Concept and construction
Entering service in 1989, she was built by Fortis Incorporated in Lauzon, Quebec, and is specifically designed for the 280 nautical mile (520 km) seasonal route across the Cabot Strait between North Sydney, Nova Scotia and Argentia, Newfoundland and Labrador. A roll-on, roll-off design with a bow visor, the Joseph and Clara Smallwood has 2 vehicle decks and 5 decks above, the main passenger deck being Deck 5. She measures 179 metres in overall length and 25 metres in breadth, weighing 27,614 tons. Her capacity includes 1,200 passengers and 370 automobiles or 77 tractor trailers. She has up to 106 crewmembers.

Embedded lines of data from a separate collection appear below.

mod core;
mod features;
mod modules;
mod shared;

use crate::core::config::Config;
use crate::core::middleware;
use crate::core::openapi::{ApiDoc, SwaggerInfoModifier};
use crate::core::router::build_router;
use crate::modules::storage::{MemStorage, Storage};
use axum::{middleware::from_fn_with_state, Router};
use std::sync::Arc;
use tower::ServiceBuilder;
use tower_http::request_id::{PropagateRequestIdLayer, SetRequestIdLayer};
use tower_http::trace::{DefaultOnRequest, DefaultOnResponse, TraceLayer};
use tracing::Level;
use tracing_subscriber::{layer::SubscriberExt, util::SubscriberInitExt};
use utoipa::Modify;
use utoipa::OpenApi;
use utoipa_swagger_ui::SwaggerUi;

fn main() -> anyhow::Result<()> {
    // Build Tokio runtime with configurable worker threads
    let worker_threads = std::env::var("TOKIO_WORKER_THREADS")
        .ok()
        .and_then(|s| s.parse().ok())
        .unwrap_or_else(|| {
            std::thread::available_parallelism()
                .map(|p| p.get())
                .unwrap_or(4)
        });

    let runtime = tokio::runtime::Builder::new_multi_thread()
        .worker_threads(worker_threads)
        .enable_all()
        .build()?;

    runtime.block_on(async_main(worker_threads))
}

async fn async_main(worker_threads: usize) -> anyhow::Result<()> {
    // Load .env file BEFORE initializing logger so RUST_LOG is available
    let _ = dotenvy::dotenv();

    tracing_subscriber::registry()
        .with(
            tracing_subscriber::EnvFilter::try_from_default_env().unwrap_or_else(|_| "info".into()),
        )
        .with(tracing_subscriber::fmt::layer())
        .init();

    let config = Config::from_env().map_err(|e| anyhow::anyhow!(e))?;

    tracing::info!(
        "Configuration loaded: tokio_worker_threads={}, max_upload_size={}, allowed_extensions={:?}",
        worker_threads,
        config.upload.max_file_size,
        config.upload.allowed_extensions
    );

    // Records live in process memory and are dropped on shutdown
    let storage: Arc<dyn Storage> = Arc::new(MemStorage::new());
    tracing::info!("In-memory storage initialized");

    let api = build_router(
        Arc::clone(&storage),
        config.upload.clone(),
        config.export.clone(),
    );

    let mut openapi = ApiDoc::openapi();
    SwaggerInfoModifier {
        title: config.swagger.title.clone(),
        version: config.swagger.version.clone(),
        description: config.swagger.description.clone(),
    }
    .modify(&mut openapi);

    let swagger = Router::new()
        .merge(SwaggerUi::new("/swagger-ui").url("/api-docs/openapi.json", openapi));
    let swagger = match config.swagger.credentials() {
        Some(credentials) => {
            tracing::info!("Swagger UI basic auth enabled");
            swagger.layer(from_fn_with_state(
                Arc::new(credentials),
                middleware::swagger_basic_auth,
            ))
        }
        None => {
            tracing::info!("Swagger UI basic auth disabled (no credentials configured)");
            swagger
        }
    };

    // Outermost first: assign request id, trace with it, echo it back, then CORS
    let app = Router::new().merge(swagger).merge(api).layer(
        ServiceBuilder::new()
            .layer(SetRequestIdLayer::x_request_id(middleware::MakeRequestUuid))
            .layer(
                TraceLayer::new_for_http()
                    .make_span_with(middleware::MakeSpanWithRequestId)
                    .on_request(DefaultOnRequest::new().level(Level::INFO))
                    .on_response(DefaultOnResponse::new().level(Level::INFO)),
            )
            .layer(PropagateRequestIdLayer::x_request_id())
            .layer(middleware::cors_layer(&config.app.cors_allowed_origins)),
    );

    let addr = config.app.server_address();
    let socket_addr: std::net::SocketAddr = addr
        .parse()
        .map_err(|e| anyhow::anyhow!("Invalid address: {}", e))?;

    // Use socket2 for TCP listener configuration
    let socket = socket2::Socket::new(
        socket2::Domain::for_address(socket_addr),
        socket2::Type::STREAM,
        Some(socket2::Protocol::TCP),
    )?;

    socket.set_reuse_address(true)?;
    socket.set_nodelay(true)?;

    #[cfg(target_os = "linux")]
    {
        let keepalive = socket2::TcpKeepalive::new()
            .with_time(std::time::Duration::from_secs(60))
            .with_interval(std::time::Duration::from_secs(10))
            .with_retries(3);
        socket.set_tcp_keepalive(&keepalive)?;
    }
    #[cfg(not(target_os = "linux"))]
    {
        let keepalive = socket2::TcpKeepalive::new().with_time(std::time::Duration::from_secs(60));
        socket.set_tcp_keepalive(&keepalive)?;
    }

    socket.set_nonblocking(true)?;
    socket.bind(&socket_addr.into())?;
    socket.listen(1024)?;

    let listener = tokio::net::TcpListener::from_std(socket.into())?;
    tracing::info!("Server listening on http://{}", addr);
    tracing::info!("Swagger UI available at http://{}/swagger-ui/", addr);

    axum::serve(listener, app)
        .with_graceful_shutdown(shutdown_signal())
        .await?;

    let files = storage.list_files().await?.len();
    let tutorials = storage.list_tutorials().await?.len();
    tracing::info!(
        "Server stopped; discarding {} files and {} tutorials held in memory",
        files,
        tutorials
    );

    Ok(())
}

async fn shutdown_signal() {
    if let Err(e) = tokio::signal::ctrl_c().await {
        tracing::error!("Failed to listen for shutdown signal: {}", e);
        std::future::pending::<()>().await;
    }
    tracing::info!("Shutdown signal received");
}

Her sister ship, MV Caribou's design had been commissioned by CN Marine in the early 1980s and was the culmination of years of research into effective icebreaking ship designs. The resulting hull design which MV Caribou and MV Joseph and Clara Smallwood were built to is called "Gulfspan", named in part after the Gulf of St. Lawrence. The "Gulfspan" hull is unique among Canadian icebreakers in that the ship slices through sea ice, rather than using its weight to ride up onto and crushing the ice underneath. This design permits the sister ships to maintain close to regular operating speed.
Service history
After MV Joseph and Clara Smallwood replaced MV Ambrose Shea in 1989, the North Sydney-Argentia crossing was reduced from 18 hours to a 14 hour schedule. During the northern hemisphere fall, winter and spring seasons, MV Joseph and Clara Smallwood joins her sister ship Caribou, along with MV Leif Ericson on Marine Atlantic's 96 nautical mile (178 km) primary route between North Sydney, NS and Channel-Port aux Basques, NL. On July 1, an engine system failed on the Joseph and Clara Smallwood, making the summer crossing from Argentia, NL-North Sydney, NS 17 hours.[1]
The Joseph and Clara Smallwood will be retired in 2011, after the MV Stena Trader & MV Stena Traveller, two chartered vessels from Stena Lines, are put into service.